Doe with hives on belly

Discussion in 'Goats' started by KimM, Apr 28, 2006.

  1. KimM

    KimM Student of goatology.

    Messages:
    3,131
    Joined:
    Jun 17, 2005
    Location:
    Ohio
    I noticed my doe yesterday sitting down like a dog and then scratching (biting) her belly a few times. I didn't think that was too unusual until today when she was doing repeatedly. I checked her out and felt big welts/hives on her in an area about 10" around in front of her udder. The only thing I can think of is that almost a week ago, everyone got a CD/T shot. (in the neck) I'm thinking if the shot caused hives, I better have some epinephrine ready for her next shot. She is due to kid SOON.
    What do you think?
     
  2. momanto

    momanto SW FLORIDA HAPPYLAND

    Messages:
    440
    Joined:
    Jan 14, 2005
    Dont Know Anything About Your Kind Of Animal, But Could It Posibly Be Insect Bites?
     

  3. goatmarm

    goatmarm Well-Known Member

    Messages:
    609
    Joined:
    Nov 19, 2005
    Location:
    MA
    Insect bites would also be my guess. It is blackfly season here, and those buggers bite relentlessly. I would think that if it were an allergic reaction to the vaccine you would have noticed symptoms within an hour or so of giving the shot.
     
  4. Blue Oak Ranch

    Blue Oak Ranch Well-Known Member

    Messages:
    256
    Joined:
    Aug 22, 2005
    Is she lying down in the same place a lot during the day? If she is, my guess would be staph infection - like the bumps you'd see on the udder. If it's been damp, and she's been nest-digging, she could be getting to older, wetter layers of bedding. I'd try something like cleaning her belly well with non-scented baby wipes, let dry, and then a light spritz or rub of tea tree oil.

    If it's an allergic reaction, you can give her Benadryl - like one or two tablets (if your vet clears it for pregnant goats - I don't know anything about that for pregnant girls).

    Cheers!

    Katherine

    Blue Oak Ranch
     
  5. KimM

    KimM Student of goatology.

    Messages:
    3,131
    Joined:
    Jun 17, 2005
    Location:
    Ohio
    I don't think it's insect bites, we don't have many flies yet and no one else has any problems but thank you for the suggestions. I'll watch for them.

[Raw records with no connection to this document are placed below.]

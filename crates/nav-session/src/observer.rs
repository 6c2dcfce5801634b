//! Session observer trait for progress reporting and instrumentation.

use nav_core::{AgentId, Tick};
use nav_steer::TickStatus;

/// Callbacks invoked by [`Session::tick`][crate::Session::tick] at key
/// points in the loop.
///
/// All methods have default no-op implementations so implementors only need
/// to override what they care about.
pub trait SessionObserver {
    /// Called at the very start of each tick, before any agent steps.
    fn on_tick_start(&mut self, _tick: Tick) {}

    /// Called after each agent's controller advanced one step.
    fn on_agent_step(&mut self, _tick: Tick, _agent: AgentId, _status: TickStatus) {}

    /// Called at the end of each tick.
    fn on_tick_end(&mut self, _tick: Tick) {}
}

/// A [`SessionObserver`] that does nothing.  Use when you need to call
/// `tick` but don't want callbacks.
pub struct NoopObserver;

impl SessionObserver for NoopObserver {}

    Katherine, (Blue Oak Ranch) I think you may be onto something. She is nest digging and laying down A LOT but it's pretty dry sawdust bedding but even so, it'll be changed and put fresh down.
    What does staph look like??? (that doesn't sound at all good) Her udder is kind of bumpy, no redness, no 'sores', just tiny bumps like the texture of a football(?). I don't have any tea tree oil but what if I cleaned her good with iodine (horse) shampoo? Any other suggestions? :shrug:
    Geeze, horses are much easier but goaties are so fun!!
     
  6. Blue Oak Ranch

    Blue Oak Ranch Well-Known Member

    Messages:
    256
    Joined:
    Aug 22, 2005
    Staph infections on the skin usually look just like what you describe - little bitty bumps, usually at the hair follicle (point of entry). Many people get them on their does' udders if the bedding is damp, or if it's not clean. I was lagging last year during busy times about topping off with clean bedding in between pitching out the goat house - and I had this happen on one of my does when she was dry. I cleaned her udder well, spritzed with a chlorhexiderm teat dip (it's just what I had on hand), and let it dry. Did this a couple of times, and it cleared right up.

    You don't necessarily want to put anything too goopy on her udder - it won't let the skin breathe, and will trap bacteria next to the skin. Think clean and dry. I think the iodine will definitely help her condition.

    If it's been rainy where you are, damp bedding can make conditions right for the bacteria to proliferate - I started using wood chips under the straw, so the straw couldn't draw up moisture from the ground. Works great!

    Cheers!

    Katherine
     
  7. Julia

    Julia Well-Known Member

    Messages:
    391
    Joined:
    Jan 29, 2003
    Those are the milk veins, and are entirely normal. Making milk requires enormous blood flow to the udder, and those large, torturously curved veins are a big part of it.

    You should find a goat person locally, you know, to befriend. It would help you a lot.